Cette règle ne s’applique pas seulement aux mouvements difficiles et potentiellement dangereux comme la roue ou le salto arrière. Elle s’applique également aux mouvements de la vie quotidienne tels que tourner la tête pour regarder en arrière ou venir s’accroupir. Il y a une grande variété de façons de faire ces mouvements simples, une centaine d’angles différents possibles pour les articulations et littéralement des millions de schémas musculaires différents pour les exécuter. En devenant plus âgé, vous allez utiliser de moins en moins de ces possibilités de mouvement jusqu’à ce que vous soyez bloqués dans une marge étroite d’options. Par exemple, il y a de grandes chances que deux ou trois de vos vertèbres dorsales ne tournent jamais vers la droite. Ou peut-être qu’il y a un certain angle dans l’articulation de la hanche que vous évitez inconsciemment – disons 30 degrés de flexion plus 10 degrés de rotation externe plus 15 degrés d’abduction. Peut-être que cet angle est devenu un problème après une opération du genou dix années auparavant. Votre système nerveux central a appris à l’éviter, et c’est devenu une habitude. Maintenant, à cause d’une amnésie sensori-motrice, c’est effectivement devenu une zone morte ou Triangle des Bermudes dans votre carte de mouvements. Si vous voulez trouver cette zone, vous allez avoir besoin de bouger lentement et consciemment, parce qu’un mouvement rapide va simplement activer votre façon habituelle de bouger et éviter cette zone. Et quand vous aurez trouvé la zone morte, vous irez doucement, parce que les tissus mous reliés à cette partie seront probablement raides et durs après ces années d’inutilisation.
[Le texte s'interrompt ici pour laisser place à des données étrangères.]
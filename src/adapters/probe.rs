use crate::domain::ports::{ProbeResponse, SiteProbe};
use crate::utils::error::Result;
use async_trait::async_trait;
use reqwest::{redirect, Client};
use std::time::Duration;

const REQUEST_TIMEOUT: Duration = Duration::from_secs(10);

/// Live HTTP probe. Holds two clients because the robots check must see
/// the first response of a service site, not wherever it redirects to.
pub struct ReqwestProbe {
    redirecting: Client,
    direct: Client,
}

impl ReqwestProbe {
    pub fn new() -> Result<Self> {
        let redirecting = Client::builder().timeout(REQUEST_TIMEOUT).build()?;
        let direct = Client::builder()
            .timeout(REQUEST_TIMEOUT)
            .redirect(redirect::Policy::none())
            .build()?;
        Ok(Self { redirecting, direct })
    }
}

#[async_trait]
impl SiteProbe for ReqwestProbe {
    async fn get(&self, url: &str, follow_redirects: bool) -> Option<ProbeResponse> {
        let client = if follow_redirects {
            &self.redirecting
        } else {
            &self.direct
        };
        match client.get(url).send().await {
            Ok(response) => {
                let mut probed =
                    ProbeResponse::new(response.status().as_u16(), response.url().to_string());
                for (name, value) in response.headers() {
                    if let Ok(value) = value.to_str() {
                        probed = probed.with_header(name.as_str(), value);
                    }
                }
                Some(probed)
            }
            Err(err) => {
                tracing::warn!("GET {} failed: {}", url, err);
                None
            }
        }
    }

    async fn fetch_json(&self, url: &str) -> Option<serde_json::Value> {
        let response = match self.redirecting.get(url).send().await {
            Ok(response) => response,
            Err(err) => {
                tracing::warn!("GET {} failed: {}", url, err);
                return None;
            }
        };
        if !response.status().is_success() {
            tracing::debug!("GET {} returned status {}", url, response.status());
            return None;
        }
        match response.json().await {
            Ok(value) => Some(value),
            Err(err) => {
                tracing::warn!("{} did not contain valid JSON: {}", url, err);
                None
            }
        }
    }
}
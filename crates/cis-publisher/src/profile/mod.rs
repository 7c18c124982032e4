//! The profile aggregate and its change bookkeeping.

pub mod deletable;
pub mod notification;
#[allow(clippy::module_inception)]
pub mod profile;

pub use deletable::{is_deletable, DELETABLE_PROFILE_FIELDS};
pub use notification::Notification;
pub use profile::{Profile, PublishOutcome};
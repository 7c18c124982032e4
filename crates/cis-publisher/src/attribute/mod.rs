//! Signed profile attributes.
//!
//! A signed attribute holds a scalar (`value`) or a member mapping
//! (`values`) together with timestamps, a display level and a signature.

pub mod metadata;
pub mod signable;
pub mod value;

pub use metadata::{DisplayLevel, Metadata};
pub use signable::{ChangeDescription, SignableAttribute, WriteContext};
pub use value::{AttributeValue, Scalar, ValueSet};
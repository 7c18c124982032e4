//! Boundary with the identity provider.
//!
//! The profile core never talks to the network itself. It reads documents
//! from a [`ProfileSource`] and hands changed documents to a
//! [`ProfileSink`]; the storage module provides filesystem and in-memory
//! implementations.

use serde_json::Value;

use crate::error::{PublisherError, Result};

/// Selects a stored profile.
#[derive(Debug, Clone, PartialEq, Eq, Hash)]
pub enum IdentityKey {
    PrimaryEmail(String),
    UserId(String),
    PrimaryUsername(String),
}

impl IdentityKey {
    /// Name of the signed attribute the key is matched against.
    pub fn attribute(&self) -> &'static str {
        match self {
            Self::PrimaryEmail(_) => "primary_email",
            Self::UserId(_) => "user_id",
            Self::PrimaryUsername(_) => "primary_username",
        }
    }

    pub fn as_str(&self) -> &str {
        match self {
            Self::PrimaryEmail(s) | Self::UserId(s) | Self::PrimaryUsername(s) => s,
        }
    }

    /// Whether `document` is the profile this key selects.
    pub fn matches(&self, document: &Value) -> bool {
        document[self.attribute()]["value"].as_str() == Some(self.as_str())
    }
}

impl std::fmt::Display for IdentityKey {
    fn fmt(&self, f: &mut std::fmt::Formatter<'_>) -> std::fmt::Result {
        write!(f, "{}", self.as_str())
    }
}

/// Where raw profile documents come from.
pub trait ProfileSource: Send + Sync {
    /// Fetch the document for `key`, or the skeleton profile when `key` is
    /// `None`. Fails with `NotFound` for an unknown key.
    fn fetch_profile(&self, key: Option<&IdentityKey>) -> Result<Value>;
}

/// Where changed profile documents go.
pub trait ProfileSink: Send + Sync {
    /// Submit a document. `Ok(false)` means the provider refused it; the
    /// caller reports that rather than failing.
    fn submit_profile(&self, document: &Value) -> Result<bool>;
}

/// Check a document carries what the provider needs to accept it and
/// return its user id.
pub fn validate_submission(document: &Value) -> Result<&str> {
    for required in ["primary_email", "primary_username"] {
        if document[required]["value"].as_str().is_none() {
            return Err(PublisherError::schema(
                required,
                "required to submit a profile",
            ));
        }
    }

    document["user_id"]["value"]
        .as_str()
        .ok_or_else(|| PublisherError::schema("user_id", "required to submit a profile"))
}
//! Profile trees and the projections between them.

pub mod flat;
pub mod projector;
pub mod raw;

pub use flat::{FlatMap, FlatValue};
pub use projector::{bootstrap, flatten, synchronize};
pub use raw::{RawNode, RawTree};
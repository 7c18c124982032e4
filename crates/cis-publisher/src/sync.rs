//! Batch synchronisation of directory (LDAP) records into profiles.
//!
//! A dump maps each primary email to the directory's view of that person.
//! Every record is applied to the matching stored profile and the profile
//! is published if anything changed. Records run on a fixed pool of worker
//! threads; the only state they share is the publisher and the store.

use std::collections::BTreeMap;
use std::path::Path;
use std::sync::atomic::{AtomicBool, Ordering};
use std::sync::{mpsc, Mutex};
use std::time::{Duration, Instant};

use serde::Deserialize;

use crate::attribute::DisplayLevel;
use crate::error::{PublisherError, Result};
use crate::profile::{Profile, PublishOutcome};
use crate::provider::{IdentityKey, ProfileSink, ProfileSource};
use crate::publisher::Publisher;
use crate::tree::{FlatMap, FlatValue};

/// Default size of the worker pool.
pub const DEFAULT_WORKERS: usize = 32;

// ── Dump format ───────────────────────────────────────────────────────────────

/// POSIX account details of a directory record.
#[derive(Debug, Clone, Default, Deserialize)]
pub struct PosixAccount {
    #[serde(default)]
    pub uid: Option<String>,
}

/// One person as exported from the directory.
#[derive(Debug, Clone, Deserialize)]
pub struct LdapRecord {
    pub distinguished_name: String,
    pub user_id: String,
    #[serde(default)]
    pub groups: Option<Vec<String>>,
    #[serde(default)]
    pub pgp_public_keys: Vec<String>,
    #[serde(default)]
    pub ssh_public_keys: Vec<String>,
    #[serde(default)]
    pub posix: PosixAccount,
}

impl LdapRecord {
    /// Staff for people in the `o=com` or `o=org` trees, private otherwise.
    pub fn display_level(&self) -> DisplayLevel {
        let dn = &self.distinguished_name;
        if dn.contains("o=com") || dn.contains("o=org") {
            DisplayLevel::Staff
        } else {
            DisplayLevel::Private
        }
    }

    /// PGP fingerprints keyed `LDAP-1`, `LDAP-2`, ... with a single `0x`
    /// prefix and no spaces.
    pub fn pgp_key_map(&self) -> FlatValue {
        numbered(&self.pgp_public_keys, |key| {
            format!("0x{key}").replace(' ', "").replace("0x0x", "0x")
        })
    }

    /// SSH keys keyed `LDAP-1`, `LDAP-2`, ... with surrounding whitespace
    /// removed.
    pub fn ssh_key_map(&self) -> FlatValue {
        numbered(&self.ssh_public_keys, |key| key.trim().to_string())
    }
}

fn numbered(keys: &[String], render: impl Fn(&str) -> String) -> FlatValue {
    let map = keys
        .iter()
        .enumerate()
        .map(|(i, key)| (format!("LDAP-{}", i + 1), FlatValue::Text(render(key))))
        .collect::<FlatMap>();
    FlatValue::Map(map)
}

/// Records keyed by primary email.
pub type LdapDump = BTreeMap<String, LdapRecord>;

/// Read a JSON dump from disk.
pub fn load_dump(path: &Path) -> Result<LdapDump> {
    let bytes = std::fs::read(path)?;
    serde_json::from_slice(&bytes).map_err(|e| {
        PublisherError::InvalidFileFormat(format!(
            "failed to parse directory dump {}: {e}",
            path.display()
        ))
    })
}

// ── Outcomes ──────────────────────────────────────────────────────────────────

/// What happened to one record.
#[derive(Debug, Clone, PartialEq, Eq)]
pub enum SyncOutcome {
    /// The profile matches the directory, whether or not it had to be
    /// published.
    Synced,
    /// The directory lists someone the profile store has no active
    /// profile for.
    Desynced,
    /// The record could not be applied.
    Failed(String),
}

/// Result of a whole run.
#[derive(Debug, Clone, Default)]
pub struct SyncReport {
    pub synced: Vec<String>,
    pub desynced: Vec<String>,
    pub failed: Vec<(String, String)>,
    pub elapsed: Duration,
}

impl SyncReport {
    fn record(&mut self, email: String, outcome: SyncOutcome) {
        match outcome {
            SyncOutcome::Synced => self.synced.push(email),
            SyncOutcome::Desynced => self.desynced.push(email),
            SyncOutcome::Failed(reason) => self.failed.push((email, reason)),
        }
    }

    fn sort(&mut self) {
        self.synced.sort();
        self.desynced.sort();
        self.failed.sort();
    }

    pub fn total(&self) -> usize {
        self.synced.len() + self.desynced.len() + self.failed.len()
    }
}

impl std::fmt::Display for SyncReport {
    fn fmt(&self, f: &mut std::fmt::Formatter<'_>) -> std::fmt::Result {
        writeln!(f, "LDAP publisher results:")?;
        writeln!(f, "  {} accounts synchronized.", self.synced.len())?;

        write!(f, "  {} accounts have CIS/HRIS/LDAP mismatches", self.desynced.len())?;
        if !self.desynced.is_empty() {
            write!(f, ": {}", self.desynced.join(", "))?;
        }
        writeln!(f)?;

        write!(f, "  {} accounts failed to synchronize", self.failed.len())?;
        if !self.failed.is_empty() {
            let names: Vec<&str> = self.failed.iter().map(|(email, _)| email.as_str()).collect();
            write!(f, ": {}", names.join(", "))?;
        }
        writeln!(f)?;

        write!(f, "LDAP publisher completed in {:.2}s.", self.elapsed.as_secs_f64())
    }
}

// ── Per-record sync ───────────────────────────────────────────────────────────

/// Apply one directory record to its profile and publish the result.
///
/// Only errors that doom every other record too (a missing signing key)
/// are returned; everything else becomes an outcome.
pub fn synchronize(
    email: &str,
    record: &LdapRecord,
    source: &dyn ProfileSource,
    sink: &dyn ProfileSink,
    publisher: &Publisher,
) -> Result<SyncOutcome> {
    match apply(email, record, source, sink, publisher) {
        Ok(outcome) => Ok(outcome),
        Err(e) if e.aborts_run() => Err(e),
        Err(PublisherError::InactiveProfile(_)) => {
            log::warn!("Profile for {email} is inactive but still present in LDAP");
            Ok(SyncOutcome::Desynced)
        }
        Err(PublisherError::NotFound(_)) => {
            log::debug!("No profile for {email}; not creating one");
            Ok(SyncOutcome::Desynced)
        }
        Err(e) => {
            log::error!("Unable to synchronize {email}: {e}");
            Ok(SyncOutcome::Failed(e.to_string()))
        }
    }
}

fn apply(
    email: &str,
    record: &LdapRecord,
    source: &dyn ProfileSource,
    sink: &dyn ProfileSink,
    publisher: &Publisher,
) -> Result<SyncOutcome> {
    let key = IdentityKey::PrimaryEmail(email.to_string());
    let mut profile = Profile::load(source, Some(key), false)?;
    log::debug!("Updating user: {} ({email})", record.user_id);

    profile.update([
        ("pgp_public_keys", record.pgp_key_map()),
        ("ssh_public_keys", record.ssh_key_map()),
        ("access_information.ldap", FlatValue::from(record.groups.clone())),
        (
            "identities.mozilla_ldap_id",
            FlatValue::from(record.distinguished_name.as_str()),
        ),
        ("identities.mozilla_ldap_primary_email", FlatValue::from(email)),
        (
            "identities.mozilla_posix_id",
            FlatValue::from(record.posix.uid.clone()),
        ),
    ])?;

    match profile.publish(publisher, sink, Some(record.display_level()), false)? {
        PublishOutcome::Rejected => Ok(SyncOutcome::Failed("submission rejected".to_string())),
        PublishOutcome::Unchanged | PublishOutcome::DryRun | PublishOutcome::Published => {
            Ok(SyncOutcome::Synced)
        }
    }
}

// ── Batch run ─────────────────────────────────────────────────────────────────

/// Synchronise every record of `dump` on `workers` threads.
///
/// # Errors
///
/// Stops handing out records and returns the error as soon as any record
/// hits an error that [`PublisherError::aborts_run`].
pub fn run<S>(dump: LdapDump, store: &S, publisher: &Publisher, workers: usize) -> Result<SyncReport>
where
    S: ProfileSource + ProfileSink,
{
    let started = Instant::now();
    let queue = Mutex::new(dump.into_iter());
    let aborted = AtomicBool::new(false);
    let (tx, rx) = mpsc::channel::<(String, Result<SyncOutcome>)>();

    std::thread::scope(|scope| {
        for _ in 0..workers.max(1) {
            let tx = tx.clone();
            let queue = &queue;
            let aborted = &aborted;
            scope.spawn(move || loop {
                if aborted.load(Ordering::Relaxed) {
                    break;
                }
                let next = queue
                    .lock()
                    .unwrap_or_else(|poisoned| poisoned.into_inner())
                    .next();
                let Some((email, record)) = next else {
                    break;
                };

                let result = synchronize(&email, &record, store, store, publisher);
                if result.is_err() {
                    aborted.store(true, Ordering::Relaxed);
                }
                if tx.send((email, result)).is_err() {
                    break;
                }
            });
        }
    });
    drop(tx);

    let mut report = SyncReport::default();
    for (email, result) in rx {
        report.record(email, result?);
    }
    report.sort();
    report.elapsed = started.elapsed();

    log::info!("{report}");
    Ok(report)
}
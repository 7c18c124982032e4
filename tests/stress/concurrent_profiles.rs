//! Stress test: many profiles signed and published concurrently through
//! one shared publisher and one shared store.

use std::sync::{Arc, Mutex};
use std::thread;

use serde_json::{json, Value};

use cis_publisher::crypto::verify_leaf_signature;
use cis_publisher::sync::{self, LdapDump};
use cis_publisher::{
    DisplayLevel, Ed25519KeyPair, FlatValue, IdentityKey, LeafSigner, MemoryStore, Profile,
    PublishOutcome, Publisher, PublisherSigner,
};

const SKELETON: &str = include_str!("../fixtures/skeleton.json");

fn person(n: usize) -> Value {
    let mut doc: Value = serde_json::from_str(SKELETON).unwrap();
    doc["active"]["value"] = json!(true);
    doc["primary_email"]["value"] = json!(format!("user{n}@example.com"));
    doc["primary_username"]["value"] = json!(format!("user{n}"));
    doc["user_id"]["value"] = json!(format!("ad|Example-LDAP|user{n}"));
    doc
}

fn shared_store(count: usize) -> MemoryStore {
    let store = MemoryStore::new(serde_json::from_str(SKELETON).unwrap());
    for n in 0..count {
        store.insert(person(n));
    }
    store
}

#[test]
fn stress_concurrent_publish_100_profiles() {
    let store = Arc::new(shared_store(100));
    let signer = Arc::new(PublisherSigner::new("ldap", Ed25519KeyPair::generate()));
    let dyn_signer: Arc<dyn LeafSigner> = signer.clone();
    let publisher = Publisher::new(Some(dyn_signer));
    let outcomes = Arc::new(Mutex::new(Vec::new()));

    let handles: Vec<_> = (0..10)
        .map(|t| {
            let store = Arc::clone(&store);
            let publisher = publisher.clone();
            let outcomes = Arc::clone(&outcomes);
            thread::spawn(move || {
                for n in (t * 10)..(t * 10 + 10) {
                    let key = IdentityKey::UserId(format!("ad|Example-LDAP|user{n}"));
                    let mut profile = Profile::load(store.as_ref(), Some(key), false)
                        .expect("profile should load");
                    profile
                        .set("tags", vec![format!("thread-{t}"), format!("user-{n}")])
                        .unwrap();
                    let outcome = profile
                        .publish(&publisher, store.as_ref(), Some(DisplayLevel::Staff), false)
                        .expect("publish should succeed");
                    outcomes.lock().unwrap().push(outcome);
                }
            })
        })
        .collect();

    for h in handles {
        h.join().expect("thread should not panic");
    }

    let outcomes = outcomes.lock().unwrap();
    assert_eq!(outcomes.len(), 100);
    assert!(outcomes.iter().all(|o| *o == PublishOutcome::Published));
    assert_eq!(store.submissions(), 100);

    for doc in store.submitted() {
        let profile = Profile::from_document(None, &doc, false).unwrap();
        let tags = profile.raw().attribute("tags").unwrap();
        verify_leaf_signature(tags, signer.verifying_key()).expect("tags should verify");
        assert_eq!(tags.metadata().unwrap().display, Some(DisplayLevel::Staff));
    }
}

#[test]
fn stress_display_levels_do_not_leak_between_threads() {
    let store = Arc::new(shared_store(40));
    let signer: Arc<dyn LeafSigner> =
        Arc::new(PublisherSigner::new("ldap", Ed25519KeyPair::generate()));
    let publisher = Publisher::new(Some(signer));

    let handles: Vec<_> = (0..40)
        .map(|n| {
            let store = Arc::clone(&store);
            let publisher = publisher.clone();
            thread::spawn(move || {
                let level = if n % 2 == 0 {
                    DisplayLevel::Staff
                } else {
                    DisplayLevel::Private
                };
                let key = IdentityKey::PrimaryEmail(format!("user{n}@example.com"));
                let mut profile = Profile::load(store.as_ref(), Some(key), false).unwrap();
                profile
                    .set_path("identities.mozilla_posix_id", format!("user{n}"))
                    .unwrap();
                profile.sign(&publisher, Some(level)).unwrap();
                let attr = profile.raw().attribute("identities.mozilla_posix_id").unwrap();
                assert_eq!(attr.metadata().unwrap().display, Some(level));
            })
        })
        .collect();

    for h in handles {
        h.join().expect("thread should not panic");
    }
}

#[test]
fn stress_batch_sync_500_records() {
    let store = shared_store(500);
    let signer: Arc<dyn LeafSigner> =
        Arc::new(PublisherSigner::new("ldap", Ed25519KeyPair::generate()));
    let publisher = Publisher::new(Some(signer));

    let mut dump = LdapDump::new();
    for n in 0..500 {
        let record = serde_json::from_value(json!({
            "distinguished_name": format!("mail=user{n}@example.com,o=com,dc=example"),
            "user_id": format!("user{n}"),
            "groups": ["team_moco"],
            "pgp_public_keys": [format!("{n:08X}")],
            "posix": {"uid": format!("user{n}")},
        }))
        .unwrap();
        dump.insert(format!("user{n}@example.com"), record);
    }

    let report = sync::run(dump.clone(), &store, &publisher, 32).unwrap();
    assert_eq!(report.synced.len(), 500);
    assert!(report.desynced.is_empty());
    assert!(report.failed.is_empty());
    assert_eq!(store.submissions(), 500);

    // A second run over the same dump finds nothing to change.
    let report = sync::run(dump, &store, &publisher, 32).unwrap();
    assert_eq!(report.synced.len(), 500);
    assert_eq!(store.submissions(), 500);

    let doc = store
        .submitted()
        .into_iter()
        .find(|d| d["user_id"]["value"] == "ad|Example-LDAP|user42")
        .unwrap();
    let profile = Profile::from_document(None, &doc, false).unwrap();
    assert_eq!(
        profile.get_path("identities.mozilla_posix_id"),
        Some(&FlatValue::from("user42"))
    );
}
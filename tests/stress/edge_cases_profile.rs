//! Edge case tests: normalisation, empty values, schema errors, unsigned
//! leaves and placeholder usernames.

use std::sync::Arc;

use serde_json::{json, Value};

use cis_publisher::{
    is_deletable, DisplayLevel, Ed25519KeyPair, FlatValue, LeafSigner, Profile, Publisher,
    PublisherError, PublisherSigner, SigningConfigError,
};

const SKELETON: &str = include_str!("../fixtures/skeleton.json");

fn skeleton() -> Value {
    serde_json::from_str(SKELETON).unwrap()
}

fn publisher() -> Publisher {
    let signer: Arc<dyn LeafSigner> =
        Arc::new(PublisherSigner::new("ldap", Ed25519KeyPair::generate()));
    Publisher::new(Some(signer))
}

fn skeleton_profile() -> Profile {
    Profile::from_document(None, &skeleton(), false).unwrap()
}

// === Normalisation ===

#[test]
fn edge_number_written_as_string_is_noop() {
    let mut profile = skeleton_profile();
    profile.set("timezone", 5i64).unwrap();
    profile.sign(&publisher(), Some(DisplayLevel::Public)).unwrap();
    assert_eq!(profile.notifications().len(), 1);

    profile.set("timezone", "5").unwrap();
    profile.sign(&publisher(), None).unwrap();
    assert_eq!(profile.notifications().len(), 1);
}

#[test]
fn edge_list_order_and_duplicates_ignored() {
    let mut profile = skeleton_profile();
    profile.set("languages", vec!["fr", "en"]).unwrap();
    profile.sign(&publisher(), Some(DisplayLevel::Public)).unwrap();

    profile.set("languages", vec!["en", "fr", "en"]).unwrap();
    profile.sign(&publisher(), None).unwrap();
    assert_eq!(profile.notifications().len(), 1);
    assert_eq!(profile.notifications()[0].description.as_str(), "+en, +fr");
}

// === Empty values ===

#[test]
fn edge_empty_forms_are_equivalent() {
    let mut profile = skeleton_profile();
    profile.set("tags", Vec::<String>::new()).unwrap();
    profile.set("location", FlatValue::Null).unwrap();
    profile.set("pronouns", Vec::<String>::new()).unwrap();

    // no display level is needed because nothing changes
    profile.sign(&publisher(), None).unwrap();
    assert!(profile.notifications().is_empty());
}

#[test]
fn edge_empty_string_is_a_value() {
    let mut profile = skeleton_profile();
    profile.set("alternative_name", "").unwrap();
    profile.sign(&publisher(), Some(DisplayLevel::Staff)).unwrap();
    assert_eq!(profile.notifications().len(), 1);
}

#[test]
fn edge_clearing_a_value_is_a_change() {
    let mut doc = skeleton();
    doc["fun_title"]["value"] = json!("Tinkerer");
    let mut profile = Profile::from_document(None, &doc, false).unwrap();
    profile.set("fun_title", FlatValue::Null).unwrap();
    profile.sign(&publisher(), Some(DisplayLevel::Staff)).unwrap();

    let notes = profile.notifications();
    assert_eq!(notes.len(), 1);
    assert_eq!(notes[0].description.as_str(), "Tinkerer --> null");
}

// === Schema errors ===

#[test]
fn edge_collection_into_scalar_rejected() {
    let mut profile = skeleton_profile();
    profile.set("first_name", vec!["a", "b"]).unwrap();
    let err = profile
        .sign(&publisher(), Some(DisplayLevel::Staff))
        .unwrap_err();
    assert!(matches!(err, PublisherError::SchemaViolation { ref path, .. } if path == "first_name"));
}

#[test]
fn edge_scalar_into_set_rejected() {
    let mut profile = skeleton_profile();
    profile.set("usernames", "jdoe").unwrap();
    assert!(matches!(
        profile.sign(&publisher(), Some(DisplayLevel::Staff)),
        Err(PublisherError::SchemaViolation { .. })
    ));
}

#[test]
fn edge_unknown_document_shape_rejected() {
    let mut doc = skeleton();
    doc["identities"]["weird"] = json!(42);
    assert!(matches!(
        Profile::from_document(None, &doc, false),
        Err(PublisherError::SchemaViolation { ref path, .. }) if path == "identities.weird"
    ));
}

#[test]
fn edge_missing_display_level_names_attribute() {
    let mut profile = skeleton_profile();
    profile.set_path("staff_information.title", "Engineer").unwrap();
    let err = profile.sign(&publisher(), None).unwrap_err();
    assert!(matches!(
        err,
        PublisherError::SigningConfig(SigningConfigError::MissingDisplayLevel { ref attribute })
            if attribute == "staff_information.title"
    ));
}

// === Unsigned leaves ===

#[test]
fn edge_plain_strings_are_copied_without_signing() {
    let mut profile = skeleton_profile();
    profile
        .set("schema", "https://example.com/schema/v3")
        .unwrap();
    profile.sign(&Publisher::new(None), None).unwrap();
    assert!(profile.notifications().is_empty());
    assert_eq!(
        profile.to_document().unwrap()["schema"],
        json!("https://example.com/schema/v3")
    );
}

// === Deletable profiles ===

#[test]
fn edge_placeholder_usernames_do_not_count() {
    let mut profile = skeleton_profile();
    profile.set("usernames", vec!["HACK#GITHUB"]).unwrap();
    assert!(profile.is_empty());

    profile.set("usernames", vec!["HACK#GITHUB", "LDAP-jdoe"]).unwrap();
    assert!(!profile.is_empty());
    assert!(!is_deletable(profile.flat()));
}

#[test]
fn edge_nested_attribute_keeps_profile() {
    let mut profile = skeleton_profile();
    profile
        .set_path("access_information.ldap", vec!["team_moco"])
        .unwrap();
    assert!(!profile.is_empty());
}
Une autre raison de bouger lentement et doucement c’est que cela vous permet d’approcher le mouvement comme un explorateur curieux, et de porter plus d’attention sur les subtils détails du mouvement. Devenir mieux coordonné a essentiellement à voir avec la façon de recâbler les circuits neuronaux qui contrôlent le mouvement, ce qui est un exemple de ce processus très à la mode appelé ‘neuroplasticité’. La neuroplasticité c’est simplement la capacité du cerveau à changer. Selon Michael Merzenich et d’autres neuroscientifiques en vue, l’attention et la conscience sont les conditions préalables majeures à la neuroplasticité. Autrement dit, votre cerveau a beaucoup plus de chance de devenir meilleur dans certaines activités si vous y portez une grande attention pendant que vous les faites. Les mouvements lents peuvent favoriser votre capacité à porter attention exactement à ce que vous êtes en train de faire quand vous êtes en train de le faire.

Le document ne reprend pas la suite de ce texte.